期刊名称:Proceedings of the National Academy of Sciences
印刷版ISSN:0027-8424
电子版ISSN:1091-6490
出版年度:2015
卷号:112
期号:36
页码:E5068-E5077
DOI:10.1073/pnas.1512272112
语种:English
出版社:The National Academy of Sciences of the United States of America
摘要:SignificanceHarnessing the inherent capability of stem cells to maintain and regenerate injured tissues is a prerequisite for their use in mending damage to the nervous system. In the olfactory epithelium stem cells accomplish neurogenesis and epithelial repair throughout life to an extent not seen elsewhere in the nervous system. Here we show that the transcription factor protein 63 (p63) is a master regulator of the transition from the reserve to the active stem cell pool in the epithelium. Loss of p63 expression in reserve basal cells is necessary and sufficient for activation, without compromising stem cell status. Identification of this central mechanism provides a target for stem cell activation in this uniquely accessible source of patient-specific, neurogenic stem cells. Adult tissue stem cells can serve two broad functions: to participate actively in the maintenance and regeneration of a tissue or to wait in reserve and participate only when activated from a dormant state. The adult olfactory epithelium, a site for ongoing, life-long, robust neurogenesis, contains both of these functional stem cell types. Globose basal cells (GBCs) act as the active stem cell population and can give rise to all the differentiated cells found in the normal tissue. Horizontal basal cells (HBCs) act as reserve stem cells and remain dormant unless activated by tissue injury.

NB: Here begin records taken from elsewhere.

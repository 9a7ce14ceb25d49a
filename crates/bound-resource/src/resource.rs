//! The view of an entity under reconciliation.

use serde::{Deserialize, Serialize};

/// Coarse status of a [`Resource`].
#[derive(Debug, Clone, Copy, PartialEq, Eq, Hash, Serialize, Deserialize)]
#[serde(rename_all = "snake_case")]
pub enum Status {
    Loading,
    Success,
    Error,
}

/// Current view of a cached entity while it is being refreshed.
///
/// Every variant carries the best-known cached value, so consumers can keep
/// rendering stale data while loading or after a failed refresh.
#[derive(Debug, Clone, PartialEq, Eq, Serialize, Deserialize)]
#[serde(tag = "status", rename_all = "snake_case")]
pub enum Resource<T> {
    /// A refresh is in progress; `data` is what the cache holds right now.
    Loading { data: Option<T> },
    /// The refresh completed and `data` was re-read from the cache.
    Success { data: Option<T> },
    /// The refresh failed; `data` is the last cached value observed.
    Error { message: String, data: Option<T> },
}

impl<T> Resource<T> {
    pub fn loading(data: Option<T>) -> Self {
        Resource::Loading { data }
    }

    pub fn success(data: Option<T>) -> Self {
        Resource::Success { data }
    }

    pub fn error(message: impl Into<String>, data: Option<T>) -> Self {
        Resource::Error {
            message: message.into(),
            data,
        }
    }

    pub fn status(&self) -> Status {
        match self {
            Resource::Loading { .. } => Status::Loading,
            Resource::Success { .. } => Status::Success,
            Resource::Error { .. } => Status::Error,
        }
    }

    /// The cached value carried by this view, whatever the status.
    pub fn data(&self) -> Option<&T> {
        match self {
            Resource::Loading { data } | Resource::Success { data } | Resource::Error { data, .. } => {
                data.as_ref()
            }
        }
    }

    pub fn into_data(self) -> Option<T> {
        match self {
            Resource::Loading { data } | Resource::Success { data } | Resource::Error { data, .. } => {
                data
            }
        }
    }

    /// The failure message for `Error`, `None` otherwise.
    pub fn message(&self) -> Option<&str> {
        match self {
            Resource::Error { message, .. } => Some(message),
            _ => None,
        }
    }

    /// True for `Success` and `Error`: nothing follows them in a cycle.
    pub fn is_terminal(&self) -> bool {
        !matches!(self, Resource::Loading { .. })
    }

    pub fn map<U>(self, f: impl FnOnce(T) -> U) -> Resource<U> {
        match self {
            Resource::Loading { data } => Resource::Loading { data: data.map(f) },
            Resource::Success { data } => Resource::Success { data: data.map(f) },
            Resource::Error { message, data } => Resource::Error {
                message,
                data: data.map(f),
            },
        }
    }
}

#[cfg(test)]
mod tests {
    use super::*;

    #[test]
    fn data_is_kept_in_every_variant() {
        assert_eq!(Resource::loading(Some(1)).data(), Some(&1));
        assert_eq!(Resource::success(Some(2)).data(), Some(&2));
        assert_eq!(Resource::error("offline", Some(3)).data(), Some(&3));
        assert_eq!(Resource::<i32>::loading(None).data(), None);
    }

    #[test]
    fn status_and_terminality() {
        let loading = Resource::loading(Some("cached"));
        assert_eq!(loading.status(), Status::Loading);
        assert!(!loading.is_terminal());

        let success = Resource::success(Some("fresh"));
        assert_eq!(success.status(), Status::Success);
        assert!(success.is_terminal());

        let error = Resource::error("timeout", Some("cached"));
        assert_eq!(error.status(), Status::Error);
        assert_eq!(error.message(), Some("timeout"));
        assert!(error.is_terminal());
    }

    #[test]
    fn map_preserves_variant_and_message() {
        let mapped = Resource::error("404", Some(vec![1, 2, 3])).map(|v| v.len());
        assert_eq!(mapped, Resource::error("404", Some(3)));
    }

    #[test]
    fn serializes_with_status_tag() {
        let json = serde_json::to_value(Resource::error("offline", Some(7))).unwrap();
        assert_eq!(
            json,
            serde_json::json!({"status": "error", "message": "offline", "data": 7})
        );
    }
}
//! Ancillary configuration used when building movies from catalogue data.

use config_and_utils::{Config, DEFAULT_BACKDROP_SIZE, DEFAULT_IMAGE_BASE_URL, DEFAULT_POSTER_SIZE};
use serde::{Deserialize, Serialize};

/// Image URL assembly settings.
#[derive(Debug, Clone, PartialEq, Eq, Serialize, Deserialize)]
pub struct Configuration {
    pub image_base_url: String,
    pub poster_size: String,
    pub backdrop_size: String,
}

impl Configuration {
    pub fn from_config(config: &Config) -> Self {
        Self {
            image_base_url: config.image_base_url.clone(),
            poster_size: config.poster_size.clone(),
            backdrop_size: config.backdrop_size.clone(),
        }
    }

    pub fn poster_url(&self, path: &str) -> Option<String> {
        self.image_url(&self.poster_size, path)
    }

    pub fn backdrop_url(&self, path: &str) -> Option<String> {
        self.image_url(&self.backdrop_size, path)
    }

    /// `{base}/{size}/{path}`, or `None` for a blank path.
    fn image_url(&self, size: &str, path: &str) -> Option<String> {
        let path = path.trim().trim_start_matches('/');
        if path.is_empty() {
            return None;
        }
        Some(format!(
            "{}/{}/{}",
            self.image_base_url.trim_end_matches('/'),
            size.trim_matches('/'),
            path
        ))
    }
}

impl Default for Configuration {
    fn default() -> Self {
        Self {
            image_base_url: DEFAULT_IMAGE_BASE_URL.to_string(),
            poster_size: DEFAULT_POSTER_SIZE.to_string(),
            backdrop_size: DEFAULT_BACKDROP_SIZE.to_string(),
        }
    }
}

#[cfg(test)]
mod tests {
    use super::*;

    #[test]
    fn assembles_poster_and_backdrop_urls() {
        let configuration = Configuration::default();
        assert_eq!(
            configuration.poster_url("/alien.jpg").as_deref(),
            Some("https://image.tmdb.org/t/p/w342/alien.jpg")
        );
        assert_eq!(
            configuration.backdrop_url("alien.jpg").as_deref(),
            Some("https://image.tmdb.org/t/p/w780/alien.jpg")
        );
    }

    #[test]
    fn blank_path_has_no_url() {
        assert_eq!(Configuration::default().poster_url("  "), None);
        assert_eq!(Configuration::default().poster_url("/"), None);
    }

    #[test]
    fn follows_config_values() {
        let mut config = Config::new();
        config.image_base_url = "http://images.local/".to_string();
        config.poster_size = "original".to_string();

        let configuration = Configuration::from_config(&config);
        assert_eq!(
            configuration.poster_url("/x.png").as_deref(),
            Some("http://images.local/original/x.png")
        );
    }
}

Here we show that HBC activation following injury by the olfactotoxic gas methyl bromide is coincident with the down-regulation of protein 63 (p63) but anticipates HBC proliferation. Gain- and loss-of-function studies show that this down-regulation of p63 is necessary and sufficient for HBC activation. Moreover, activated HBCs give rise to GBCs that persist for months and continue to act as bona fide stem cells by participating in tissue maintenance and regeneration over the long term. Our analysis provides mechanistic insight into the dynamics between tissue stem cell subtypes and demonstrates that p63 regulates the reserve state but not the stem cell status of HBCs.